Management’s Discussion and Analysis of Financial Condition and Results of Operations is intended to inform the reader about matters affecting the financial condition and results of operations of EZCORP, Inc. and its subsidiaries (collectively, “we,” “us”, “our”, "EZCORP" or the “Company”). The following discussion should be read together with our condensed consolidated financial statements and related notes included elsewhere within this report. This discussion contains forward-looking statements. Our actual results could differ materially from those anticipated in these forward-looking statements. See "Part I, Item 1A — Risk Factors" of our Annual Report on Form 10-K for the year ended September 30,2021, as supplemented by the information set forth in “Part I, Item 3 — Quantitative and Qualitative Disclosures about Market Risk” and "Part II, Item 1A — Risk Factors" of this Report, for a discussion of certain risks, uncertainties and assumptions associated with these statements.

Business Overview

EZCORP is a Delaware corporation headquartered in Austin, Texas. We are a leading provider of pawn services in the United States and Latin America. Pawn loans are nonrecourse loans collateralized by personal property. We also sell merchandise, primarily collateral forfeited from unpaid loans or goods purchased directly from customers.

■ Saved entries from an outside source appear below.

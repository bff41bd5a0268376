//! FFI bindings for Swing Fusion
//!
//! This module provides C-compatible functions for calling the fusion pipeline
//! from other languages. All functions take C strings (null-terminated) and
//! return allocated memory that must be freed by the caller using
//! `fusion_free_string`.

use std::cell::RefCell;
use std::collections::BTreeMap;
use std::ffi::{CStr, CString};
use std::os::raw::c_char;
use std::ptr;

use crate::config::FusionConfig;
use crate::error::FusionError;
use crate::loader::JsonRow;
use crate::pipeline::{fuse_json, FusionPipeline};

thread_local! {
    static LAST_ERROR: RefCell<Option<CString>> = const { RefCell::new(None) };
}

fn set_last_error(msg: &str) {
    LAST_ERROR.with(|e| {
        *e.borrow_mut() = CString::new(msg).ok();
    });
}

fn clear_last_error() {
    LAST_ERROR.with(|e| {
        *e.borrow_mut() = None;
    });
}

/// Error text handed to C callers: `CODE: message`
fn record_error(err: &FusionError) {
    set_last_error(&format!("{}: {}", err.code(), err));
}

unsafe fn cstr_to_string(ptr: *const c_char) -> Option<String> {
    if ptr.is_null() {
        return None;
    }
    CStr::from_ptr(ptr).to_str().ok().map(|s| s.to_string())
}

fn string_to_cstr(s: &str) -> *mut c_char {
    match CString::new(s) {
        Ok(cstr) => cstr.into_raw(),
        Err(_) => ptr::null_mut(),
    }
}

fn into_cstr(result: Result<String, FusionError>) -> *mut c_char {
    match result {
        Ok(json) => string_to_cstr(&json),
        Err(e) => {
            record_error(&e);
            ptr::null_mut()
        }
    }
}

// ============================================================================
// Stateless API
// ============================================================================

/// Run a fusion and return `{ "rows": [...], "report": {...} }` as JSON.
///
/// `inputs` is a JSON object mapping each configured stream name to an array
/// of row objects.
///
/// # Safety
/// - `config` and `inputs` must be valid null-terminated C strings.
/// - Returns a newly allocated string that must be freed with `fusion_free_string`.
/// - Returns NULL on error; call `fusion_last_error` to get the error message.
#[no_mangle]
pub unsafe extern "C" fn fusion_run_json(config: *const c_char, inputs: *const c_char) -> *mut c_char {
    clear_last_error();

    let Some(config) = cstr_to_string(config) else {
        set_last_error("Invalid config string pointer");
        return ptr::null_mut();
    };
    let Some(inputs) = cstr_to_string(inputs) else {
        set_last_error("Invalid inputs string pointer");
        return ptr::null_mut();
    };

    into_cstr(fuse_json(&config, &inputs))
}

/// Validate a configuration without running it.
///
/// # Safety
/// - `config` must be a valid null-terminated C string.
/// - Returns 0 when valid, -1 otherwise; call `fusion_last_error` for the reason.
#[no_mangle]
pub unsafe extern "C" fn fusion_validate_config(config: *const c_char) -> i32 {
    clear_last_error();

    let Some(config) = cstr_to_string(config) else {
        set_last_error("Invalid config string pointer");
        return -1;
    };

    match FusionConfig::from_json(&config) {
        Ok(_) => 0,
        Err(e) => {
            record_error(&e);
            -1
        }
    }
}

/// Example configuration for the three-sensor tennis setup.
///
/// # Safety
/// - Returns a newly allocated string that must be freed with `fusion_free_string`.
#[no_mangle]
pub unsafe extern "C" fn fusion_example_config() -> *mut c_char {
    clear_last_error();
    into_cstr(FusionConfig::example().and_then(|c| c.to_json_pretty()))
}

// ============================================================================
// Pipeline Handle API
// ============================================================================

/// Opaque handle to a validated FusionPipeline
pub struct FusionPipelineHandle {
    pipeline: FusionPipeline,
}

/// Validate a configuration once and keep it for repeated runs.
///
/// # Safety
/// - `config` must be a valid null-terminated C string.
/// - Must be freed with `fusion_pipeline_free`.
/// - Returns NULL on error.
#[no_mangle]
pub unsafe extern "C" fn fusion_pipeline_new(config: *const c_char) -> *mut FusionPipelineHandle {
    clear_last_error();

    let Some(config) = cstr_to_string(config) else {
        set_last_error("Invalid config string pointer");
        return ptr::null_mut();
    };

    match FusionPipeline::from_json(&config) {
        Ok(pipeline) => Box::into_raw(Box::new(FusionPipelineHandle { pipeline })),
        Err(e) => {
            record_error(&e);
            ptr::null_mut()
        }
    }
}

/// Run a pipeline handle over a JSON object of input rows.
///
/// # Safety
/// - `pipeline` must be a valid pointer returned by `fusion_pipeline_new`.
/// - `inputs` must be a valid null-terminated C string.
/// - Returns a newly allocated string that must be freed with `fusion_free_string`.
#[no_mangle]
pub unsafe extern "C" fn fusion_pipeline_run(
    pipeline: *const FusionPipelineHandle,
    inputs: *const c_char,
) -> *mut c_char {
    clear_last_error();

    if pipeline.is_null() {
        set_last_error("Invalid pipeline pointer");
        return ptr::null_mut();
    }
    let Some(inputs) = cstr_to_string(inputs) else {
        set_last_error("Invalid inputs string pointer");
        return ptr::null_mut();
    };

    let handle = &*pipeline;
    let result = serde_json::from_str::<BTreeMap<String, Vec<JsonRow>>>(&inputs)
        .map_err(FusionError::from)
        .and_then(|inputs| handle.pipeline.run(inputs))
        .and_then(|output| Ok(serde_json::to_string(&output.to_json_value()?)?));
    into_cstr(result)
}

/// Free a pipeline handle.
///
/// # Safety
/// - `pipeline` must be a valid pointer returned by `fusion_pipeline_new`, or NULL.
/// - After calling this function, the pointer is invalid.
#[no_mangle]
pub unsafe extern "C" fn fusion_pipeline_free(pipeline: *mut FusionPipelineHandle) {
    if !pipeline.is_null() {
        drop(Box::from_raw(pipeline));
    }
}

// ============================================================================
// Memory and Errors
// ============================================================================

/// Free a string returned by fusion functions.
///
/// # Safety
/// - `ptr` must be a valid pointer returned by a fusion function, or NULL.
/// - After calling this function, the pointer is invalid.
#[no_mangle]
pub unsafe extern "C" fn fusion_free_string(ptr: *mut c_char) {
    if !ptr.is_null() {
        drop(CString::from_raw(ptr));
    }
}

/// Get the last error message.
///
/// # Safety
/// - Returns a pointer to a thread-local error string.
/// - The returned pointer is valid until the next fusion call on this thread.
/// - Do NOT free the returned pointer.
/// - Returns NULL if no error occurred.
#[no_mangle]
pub unsafe extern "C" fn fusion_last_error() -> *const c_char {
    LAST_ERROR.with(|e| match &*e.borrow() {
        Some(cstr) => cstr.as_ptr(),
        None => ptr::null(),
    })
}

/// Get the library version.
///
/// # Safety
/// - Returns a pointer to a static string. Do NOT free.
#[no_mangle]
pub unsafe extern "C" fn fusion_version() -> *const c_char {
    static VERSION: &[u8] = concat!(env!("CARGO_PKG_VERSION"), "\0").as_bytes();
    VERSION.as_ptr() as *const c_char
}

#[cfg(test)]
mod tests {
    use super::*;

    fn config() -> CString {
        CString::new(
            r#"{
                "streams": [
                    { "name": "zepp", "time_column": "l_id", "encoding": { "kind": "epoch", "units_per_second": 1000 } },
                    { "name": "babolat", "time_column": "time", "encoding": { "kind": "epoch", "units_per_second": 10000 } }
                ],
                "steps": [
                    { "step": "join", "left": "zepp", "right": "babolat", "output": "racket", "tolerance_ms": 5000 }
                ],
                "output": "racket"
            }"#,
        )
        .unwrap()
    }

    fn inputs() -> CString {
        CString::new(
            r#"{
                "zepp": [ { "l_id": 1000, "ball_spin": 3.0 }, { "l_id": 60000, "ball_spin": 4.0 } ],
                "babolat": [ { "time": 20000, "SpeedScore": 7.0 } ]
            }"#,
        )
        .unwrap()
    }

    #[test]
    fn test_ffi_run_json() {
        unsafe {
            let result = fusion_run_json(config().as_ptr(), inputs().as_ptr());
            assert!(!result.is_null());

            let text = CStr::from_ptr(result).to_str().unwrap();
            let value: serde_json::Value = serde_json::from_str(text).unwrap();
            assert_eq!(value["rows"].as_array().unwrap().len(), 2);
            assert_eq!(value["rows"][0]["SpeedScore"], 7.0);
            assert!(value["rows"][1]["SpeedScore"].is_null());

            fusion_free_string(result);
        }
    }

    #[test]
    fn test_ffi_pipeline_lifecycle() {
        unsafe {
            let pipeline = fusion_pipeline_new(config().as_ptr());
            assert!(!pipeline.is_null());

            for _ in 0..2 {
                let result = fusion_pipeline_run(pipeline, inputs().as_ptr());
                assert!(!result.is_null());
                fusion_free_string(result);
            }

            fusion_pipeline_free(pipeline);
        }
    }

    #[test]
    fn test_ffi_error_handling() {
        unsafe {
            let invalid = CString::new("not json").unwrap();
            let result = fusion_run_json(invalid.as_ptr(), inputs().as_ptr());
            assert!(result.is_null());

            let error = fusion_last_error();
            assert!(!error.is_null());
            let error_str = CStr::from_ptr(error).to_str().unwrap();
            assert!(error_str.starts_with("JSON_ERROR"));

            assert_eq!(fusion_validate_config(invalid.as_ptr()), -1);
            assert_eq!(fusion_validate_config(config().as_ptr()), 0);
            assert!(fusion_last_error().is_null());
        }
    }

    #[test]
    fn test_ffi_example_config_validates() {
        unsafe {
            let example = fusion_example_config();
            assert!(!example.is_null());
            assert_eq!(fusion_validate_config(example), 0);
            fusion_free_string(example);
        }
    }

    #[test]
    fn test_ffi_version() {
        unsafe {
            let version = fusion_version();
            let version_str = CStr::from_ptr(version).to_str().unwrap();
            assert!(!version_str.is_empty());
        }
    }
}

We exist to serve our customers’ short-term cash needs, helping them to live and enjoy their lives. We are focused on three strategic pillars:

Strengthen the Core Relentless focus on superior execution and operational excellence in our core pawn business
Cost Efficiency and Simplification Shape a culture of cost efficiency through ongoing focus on simplification and optimization
Innovate and Grow Broaden customer engagement to service more customers more frequently in more locations

Pawn Activities

At our pawn stores, we advance cash against the value of collateralized tangible personal property. We earn pawn service charges (“PSC”) for those cash advances, and the PSC rate varies by state and transaction size. At the time of the transaction, we take possession of the pawned collateral, which consists of tangible personal property, generally jewelry, consumer electronics, tools, sporting goods and musical instruments. If the customer chooses to redeem their pawn, they will repay the amount advanced plus any accrued PSC. If the customer chooses not to redeem their pawn, the pawned collateral becomes our inventory, which we sell in our retail merchandise sales activities or, in some cases, scrap for its inherent gold or precious stone content. Consequently, the success of our pawn business is largely dependent on our ability to accurately assess the probability of pawn redemption and the estimated resale or scrap value of the collateralized personal property.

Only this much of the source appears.